Right-handed, right?
Posted by hburleson in personal, tags: medical, pkd, polycystic kidney, schoolI’ve always been extremely right-handed, and often joked that my left hand is just along to carry stuff for me. Well, now that I have the fistula in my left arm I’m discovering that my left hand did a lot more than I gave it credit for!
Right now I’m not supposed to carry anything heavy or put any strain on the arm. That means a multitude of things…
- trying to retrain myself to carry my over-laden book bag on my right shoulder
- stopping and thinking before I try to get that heavy pot out from under the cabinet
- waiting for my Dear Husband to help me get stuff out of the back of the car at the end of the day
- not being able to squirm computers around in my classroom to get it setup for the start of the new school year
- and the list goes on and on…
The business about not getting my classroom setup is really bothering me. I’m so accustomed to toting things around, arranging and rearranging and going back to the first plan (or was it the third?) and now I just sit in my room and stare at the blank walls. I’m too timid to get up on the desks and put posters up like I usually do, scared that I might lose my balance and mistakenly break my fall with my left arm. I do NOT want to go through the surgery again anytime soon, and that is the one thing that is making me “behave.”
Of course, having a twisted ankle isn’t helping either. Not sure how I managed it, but somehow I bunged up my right ankle, so now I’m bi-laterally challenged! I would laugh about it, but I can’t even give up my pride and use my cane from years ago because I can’t bear the pressure on my left hand/arm. The other day I was all over my campus, limping from room to room and feeling more and more sore.

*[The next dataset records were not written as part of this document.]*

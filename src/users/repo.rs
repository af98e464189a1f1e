use anyhow::bail;
use axum::async_trait;
use serde::{Deserialize, Serialize};
use sqlx::{FromRow, PgPool};
use time::OffsetDateTime;
use tokio::sync::RwLock;
use uuid::Uuid;

#[derive(Debug, Clone, Copy, PartialEq, Eq, Serialize, Deserialize)]
#[serde(rename_all = "lowercase")]
pub enum Role {
    Admin,
    Member,
}

impl Role {
    pub fn as_str(self) -> &'static str {
        match self {
            Self::Admin => "admin",
            Self::Member => "member",
        }
    }
}

impl std::str::FromStr for Role {
    type Err = anyhow::Error;

    fn from_str(s: &str) -> Result<Self, Self::Err> {
        match s {
            "admin" => Ok(Self::Admin),
            "member" => Ok(Self::Member),
            other => bail!("unknown role: {other}"),
        }
    }
}

#[derive(Debug, Clone, Copy, PartialEq, Eq, Serialize, Deserialize)]
#[serde(rename_all = "lowercase")]
pub enum Status {
    Active,
    Inactive,
}

impl Status {
    pub fn as_str(self) -> &'static str {
        match self {
            Self::Active => "active",
            Self::Inactive => "inactive",
        }
    }
}

impl std::str::FromStr for Status {
    type Err = anyhow::Error;

    fn from_str(s: &str) -> Result<Self, Self::Err> {
        match s {
            "active" => Ok(Self::Active),
            "inactive" => Ok(Self::Inactive),
            other => bail!("unknown status: {other}"),
        }
    }
}

/// An identity record. `password_hash` is `None` for placeholder members,
/// which is also what makes them unable to log in.
#[derive(Debug, Clone)]
pub struct User {
    pub id: Uuid,
    pub name: String,
    pub email: String,
    pub password_hash: Option<String>,
    pub role: Role,
    pub status: Status,
    pub unique_code: String,
    pub avatar: String,
    pub is_dummy: bool,
    pub last_login: Option<OffsetDateTime>,
    pub created_at: OffsetDateTime,
}

#[async_trait]
pub trait UserStore: Send + Sync {
    async fn list(&self) -> anyhow::Result<Vec<User>>;
    async fn get(&self, id: Uuid) -> anyhow::Result<Option<User>>;
    /// Lookup among real (non-placeholder) accounts only; placeholder
    /// emails are synthesized and may collide with anything.
    async fn find_by_email(&self, email: &str) -> anyhow::Result<Option<User>>;
    async fn insert(&self, user: User) -> anyhow::Result<()>;
    /// Whole-record overwrite; `false` when the id is absent.
    async fn update(&self, user: User) -> anyhow::Result<bool>;
    async fn delete(&self, id: Uuid) -> anyhow::Result<bool>;
}

pub struct PgUserStore {
    db: PgPool,
}

impl PgUserStore {
    pub fn new(db: PgPool) -> Self {
        Self { db }
    }
}

#[derive(FromRow)]
struct UserRow {
    id: Uuid,
    name: String,
    email: String,
    password_hash: Option<String>,
    role: String,
    status: String,
    unique_code: String,
    avatar: String,
    is_dummy: bool,
    last_login: Option<OffsetDateTime>,
    created_at: OffsetDateTime,
}

impl TryFrom<UserRow> for User {
    type Error = anyhow::Error;

    fn try_from(row: UserRow) -> Result<Self, Self::Error> {
        Ok(Self {
            id: row.id,
            name: row.name,
            email: row.email,
            password_hash: row.password_hash,
            role: row.role.parse()?,
            status: row.status.parse()?,
            unique_code: row.unique_code,
            avatar: row.avatar,
            is_dummy: row.is_dummy,
            last_login: row.last_login,
            created_at: row.created_at,
        })
    }
}

const USER_COLUMNS: &str = "id, name, email, password_hash, role, status, unique_code, avatar, is_dummy, last_login, created_at";

#[async_trait]
impl UserStore for PgUserStore {
    async fn list(&self) -> anyhow::Result<Vec<User>> {
        let rows = sqlx::query_as::<_, UserRow>(&format!(
            "SELECT {USER_COLUMNS} FROM users ORDER BY created_at DESC"
        ))
        .fetch_all(&self.db)
        .await?;
        rows.into_iter().map(User::try_from).collect()
    }

    async fn get(&self, id: Uuid) -> anyhow::Result<Option<User>> {
        let row = sqlx::query_as::<_, UserRow>(&format!(
            "SELECT {USER_COLUMNS} FROM users WHERE id = $1"
        ))
        .bind(id)
        .fetch_optional(&self.db)
        .await?;
        row.map(User::try_from).transpose()
    }

    async fn find_by_email(&self, email: &str) -> anyhow::Result<Option<User>> {
        let row = sqlx::query_as::<_, UserRow>(&format!(
            "SELECT {USER_COLUMNS} FROM users WHERE lower(email) = lower($1) AND NOT is_dummy LIMIT 1"
        ))
        .bind(email)
        .fetch_optional(&self.db)
        .await?;
        row.map(User::try_from).transpose()
    }

    async fn insert(&self, user: User) -> anyhow::Result<()> {
        sqlx::query(
            r#"
            INSERT INTO users (id, name, email, password_hash, role, status, unique_code, avatar, is_dummy, last_login, created_at)
            VALUES ($1, $2, $3, $4, $5, $6, $7, $8, $9, $10, $11)
            "#,
        )
        .bind(user.id)
        .bind(&user.name)
        .bind(&user.email)
        .bind(&user.password_hash)
        .bind(user.role.as_str())
        .bind(user.status.as_str())
        .bind(&user.unique_code)
        .bind(&user.avatar)
        .bind(user.is_dummy)
        .bind(user.last_login)
        .bind(user.created_at)
        .execute(&self.db)
        .await?;
        Ok(())
    }

    async fn update(&self, user: User) -> anyhow::Result<bool> {
        let result = sqlx::query(
            r#"
            UPDATE users
            SET name = $2, email = $3, password_hash = $4, role = $5, status = $6,
                unique_code = $7, avatar = $8, is_dummy = $9, last_login = $10
            WHERE id = $1
            "#,
        )
        .bind(user.id)
        .bind(&user.name)
        .bind(&user.email)
        .bind(&user.password_hash)
        .bind(user.role.as_str())
        .bind(user.status.as_str())
        .bind(&user.unique_code)
        .bind(&user.avatar)
        .bind(user.is_dummy)
        .bind(user.last_login)
        .execute(&self.db)
        .await?;
        Ok(result.rows_affected() > 0)
    }

    async fn delete(&self, id: Uuid) -> anyhow::Result<bool> {
        let result = sqlx::query(r#"DELETE FROM users WHERE id = $1"#)
            .bind(id)
            .execute(&self.db)
            .await?;
        Ok(result.rows_affected() > 0)
    }
}

/// In-memory store for tests and `STORE=memory` dev runs. Newest first.
#[derive(Default)]
pub struct MemoryUserStore {
    items: RwLock<Vec<User>>,
}

#[async_trait]
impl UserStore for MemoryUserStore {
    async fn list(&self) -> anyhow::Result<Vec<User>> {
        Ok(self.items.read().await.clone())
    }

    async fn get(&self, id: Uuid) -> anyhow::Result<Option<User>> {
        Ok(self.items.read().await.iter().find(|u| u.id == id).cloned())
    }

    async fn find_by_email(&self, email: &str) -> anyhow::Result<Option<User>> {
        Ok(self
            .items
            .read()
            .await
            .iter()
            .find(|u| !u.is_dummy && u.email.eq_ignore_ascii_case(email))
            .cloned())
    }

    async fn insert(&self, user: User) -> anyhow::Result<()> {
        self.items.write().await.insert(0, user);
        Ok(())
    }

    async fn update(&self, user: User) -> anyhow::Result<bool> {
        let mut items = self.items.write().await;
        match items.iter_mut().find(|u| u.id == user.id) {
            Some(slot) => {
                *slot = user;
                Ok(true)
            }
            None => Ok(false),
        }
    }

    async fn delete(&self, id: Uuid) -> anyhow::Result<bool> {
        let mut items = self.items.write().await;
        let before = items.len();
        items.retain(|u| u.id != id);
        Ok(items.len() < before)
    }
}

I had to go into my room, close the doors and turn out the light as I dealt with a huge wave of self-pity…I couldn’t even ask to borrow the school’s wheelchair because maneuvering it up and down the halls would put too much strain on the arm.
All of which has served to bring up memories of my dad, paralyzed on one side from what they called a “minor (!) stroke” when he was on one of his many stays in the hospital for an infection in his CAPD shunt. Watching him try to make his way from the bedroom to our den by himself, pulling with one foot and pushing with one arm, the other foot resting useless on the wheelchair foot rest and his badly-swollen arm laying helpless in his lap. They had put a shunt in his paralyzed arm after it became obvious that Mom and I were not going to be able to cope with giving peritoneal dialysis to a man who could not stand up to be weighed, who could not tell us how he was feeling (because of the aphasia that was part of his stroke) and who wept like a child when we struggled to take his blood pressure. (This was back in the early 1980s, before the easy BP kits were out.)
So I felt sorry for myself for a bit, then went back to work helping other teachers cope with their technology problems. That did not help me get my own room in order, but it sure helped me feel that I was accomplishing something!
I still have one Steri-strip covering the incision on my arm, although the others have given way just like the surgeon said they would. The itching is driving me bonkers, but I know it’s a good sign that healing is going on. (Yes, I’m checking to make sure there is no inflammation, no streaking, etc. that might be evidence of an infection at the site.)
The other big thing I’m dealing with is nausea. Oh, and sleeplessness. Which is why I’m writing this post at 3 o’clock in the morning. If I take my meds, I know they’re just going to come right back up again, like they did last night. If I don’t take my meds, the Restless Leg Syndrome keeps me from falling asleep. Talk about a no-win situation! I’m going to talk to the doctor when I go on Sept. 3 and see if he can give me something to help me sleep, and maybe even something for the RLS. Interesting observation…I didn’t have “the jerks” for exactly one week after the surgery! There must have been some residual medication in my system that gave me peace, but just like your washing machine knows the exact day that its warranty has run out, one week to the day after the surgery my legs started giving me fits again.
But all is well, and all will be well, and we will weather this. Now, if I could just figure out how to pry the remote out of my sleeping Beloved’s hand so I could change the blasted channel, I’d have it made. What? You say there’s a way to change the channel withOUT the remote? No way! At least, I’ve never seen my techno-hubby do that.